* _Task prompt_
Every line below that has "given" in it should be copied.

* _Data in this exercise_
---

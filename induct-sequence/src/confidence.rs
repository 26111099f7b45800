//! Confidence scoring
//!
//! `confidence = clamp(base × data_sufficiency × pattern_quality × complexity, 0, 1)`
//!
//! - data sufficiency: have we seen enough terms to trust the family?
//! - pattern quality: how regular are the steps (differences or ratios)?
//! - complexity: structurally richer families are penalised.
//!
//! Every function here is pure; the same inputs give bit-identical outputs.

use crate::helpers::{mean, mean_abs, safe_ratio, std_dev, NUMERICAL_STABILITY_THRESHOLD};
use serde::Serialize;

pub const BASE_CONFIDENCE_ARITHMETIC: f64 = 0.95;
pub const BASE_CONFIDENCE_GEOMETRIC: f64 = 0.95;
pub const BASE_CONFIDENCE_PATTERN_DESCRIPTION: f64 = 0.9;
pub const BASE_CONFIDENCE_FIBONACCI: f64 = 0.9;
pub const BASE_CONFIDENCE_LUCAS: f64 = 0.95;
pub const BASE_CONFIDENCE_LUCAS_VARIANT: f64 = 0.85;
pub const BASE_CONFIDENCE_TRIBONACCI: f64 = 0.8;
pub const BASE_CONFIDENCE_POLYNOMIAL: f64 = 0.85;

pub const COMPLEXITY_SCORE_ARITHMETIC: f64 = 0.0;
pub const COMPLEXITY_SCORE_GEOMETRIC: f64 = 0.1;
pub const COMPLEXITY_SCORE_RECURSIVE: f64 = 0.3;
pub const COMPLEXITY_SCORE_TRIBONACCI: f64 = 0.2;
pub const COMPLEXITY_SCORE_POLYNOMIAL_DEGREE_FACTOR: f64 = 0.1;

pub const DATA_SUFFICIENCY_MINIMUM_ARITHMETIC: usize = 4;
pub const DATA_SUFFICIENCY_MINIMUM_GEOMETRIC: usize = 4;
pub const DATA_SUFFICIENCY_MINIMUM_RECURSIVE: usize = 5;
pub const DATA_SUFFICIENCY_MINIMUM_TRIBONACCI: usize = 6;
pub const DATA_SUFFICIENCY_POLYNOMIAL_MARGIN: usize = 3;
pub const DATA_SUFFICIENCY_MINIMUM_DEFAULT: usize = 3;

pub const PATTERN_QUALITY_MINIMAL_DATA: f64 = 0.7;
pub const PATTERN_QUALITY_FLOOR: f64 = 0.1;
pub const PATTERN_QUALITY_DEFAULT_UNKNOWN: f64 = 0.5;
pub const COEFFICIENT_OF_VARIATION_DECAY_FACTOR: f64 = 2.0;

/// Exponential matches never score above this
pub const EXPONENTIAL_CONFIDENCE_CAP: f64 = 0.9;

pub const CONFIDENCE_MIN: f64 = 0.0;
pub const CONFIDENCE_MAX: f64 = 1.0;

/// Pattern family being scored
#[derive(Debug, Clone, Copy, PartialEq, Eq, Serialize)]
#[serde(rename_all = "snake_case")]
pub enum PatternFamily {
    Arithmetic,
    Geometric,
    Fibonacci,
    Lucas,
    Tribonacci,
    Polynomial { degree: usize },
    Exponential,
    Periodic,
}

impl PatternFamily {
    /// Terms needed before the data fully supports the family
    pub fn minimum_required(&self) -> usize {
        match self {
            PatternFamily::Arithmetic => DATA_SUFFICIENCY_MINIMUM_ARITHMETIC,
            PatternFamily::Geometric => DATA_SUFFICIENCY_MINIMUM_GEOMETRIC,
            PatternFamily::Fibonacci | PatternFamily::Lucas => DATA_SUFFICIENCY_MINIMUM_RECURSIVE,
            PatternFamily::Tribonacci => DATA_SUFFICIENCY_MINIMUM_TRIBONACCI,
            PatternFamily::Polynomial { degree } => degree + DATA_SUFFICIENCY_POLYNOMIAL_MARGIN,
            PatternFamily::Exponential | PatternFamily::Periodic => DATA_SUFFICIENCY_MINIMUM_DEFAULT,
        }
    }

    /// Fixed structural complexity of the family
    pub fn complexity_score(&self) -> f64 {
        match self {
            PatternFamily::Arithmetic => COMPLEXITY_SCORE_ARITHMETIC,
            PatternFamily::Geometric => COMPLEXITY_SCORE_GEOMETRIC,
            PatternFamily::Fibonacci | PatternFamily::Lucas => COMPLEXITY_SCORE_RECURSIVE,
            PatternFamily::Tribonacci => COMPLEXITY_SCORE_TRIBONACCI,
            PatternFamily::Polynomial { degree } => COMPLEXITY_SCORE_POLYNOMIAL_DEGREE_FACTOR * *degree as f64,
            PatternFamily::Exponential | PatternFamily::Periodic => 0.0,
        }
    }
}

/// `min(1, length / minimum_required)`
pub fn data_sufficiency(length: usize, family: PatternFamily) -> f64 {
    let minimum = family.minimum_required().max(1);
    (length as f64 / minimum as f64).min(1.0)
}

/// Regularity of the step values, in [0.1, 1.0].
///
/// `values` are the differences (arithmetic) or ratios (geometric).
pub fn pattern_quality(values: &[f64], family: PatternFamily) -> f64 {
    if values.len() <= 1 {
        return PATTERN_QUALITY_MINIMAL_DATA;
    }

    match family {
        PatternFamily::Arithmetic => {
            let m = mean_abs(values);
            if m < NUMERICAL_STABILITY_THRESHOLD {
                // constant sequence
                return 1.0;
            }
            let cv = safe_ratio(std_dev(values), m, NUMERICAL_STABILITY_THRESHOLD);
            (-COEFFICIENT_OF_VARIATION_DECAY_FACTOR * cv).exp().max(PATTERN_QUALITY_FLOOR)
        }
        PatternFamily::Geometric => {
            let m = mean(values);
            if m.abs() < NUMERICAL_STABILITY_THRESHOLD {
                return PATTERN_QUALITY_FLOOR;
            }
            let cv = safe_ratio(std_dev(values), m.abs(), NUMERICAL_STABILITY_THRESHOLD);
            (-COEFFICIENT_OF_VARIATION_DECAY_FACTOR * cv).exp().max(PATTERN_QUALITY_FLOOR)
        }
        _ => PATTERN_QUALITY_DEFAULT_UNKNOWN,
    }
}

/// `1 / (1 + score)`
pub fn complexity_factor(score: f64) -> f64 {
    1.0 / (1.0 + score)
}

pub fn compose(base_confidence: f64, sufficiency: f64, quality: f64, complexity: f64) -> f64 {
    (base_confidence * sufficiency * quality * complexity).clamp(CONFIDENCE_MIN, CONFIDENCE_MAX)
}

/// Confidence for a step-based family (arithmetic or geometric)
pub fn progression_confidence(steps: &[f64], length: usize, family: PatternFamily, base_confidence: f64) -> f64 {
    compose(
        base_confidence,
        data_sufficiency(length, family),
        pattern_quality(steps, family),
        complexity_factor(family.complexity_score()),
    )
}

/// Confidence for a recursive family given how well the reconstruction matched
pub fn recursive_confidence(length: usize, match_score: f64, family: PatternFamily, base_confidence: f64) -> f64 {
    compose(
        base_confidence,
        data_sufficiency(length, family),
        match_score,
        complexity_factor(family.complexity_score()),
    )
}

/// Confidence for a polynomial fit of the given degree
pub fn polynomial_confidence(length: usize, r_squared: f64, degree: usize) -> f64 {
    let family = PatternFamily::Polynomial { degree };
    compose(
        BASE_CONFIDENCE_POLYNOMIAL,
        data_sufficiency(length, family),
        r_squared,
        complexity_factor(family.complexity_score()),
    )
}

/// Confidence for an exponential fit, capped at 0.9
pub fn exponential_confidence(match_score: f64) -> f64 {
    (match_score * EXPONENTIAL_CONFIDENCE_CAP)
        .min(EXPONENTIAL_CONFIDENCE_CAP)
        .max(CONFIDENCE_MIN)
}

---

* _Task result_
/// Confidence for a recursive family given how well the reconstruction matched
/// Confidence for a polynomial fit of the given degree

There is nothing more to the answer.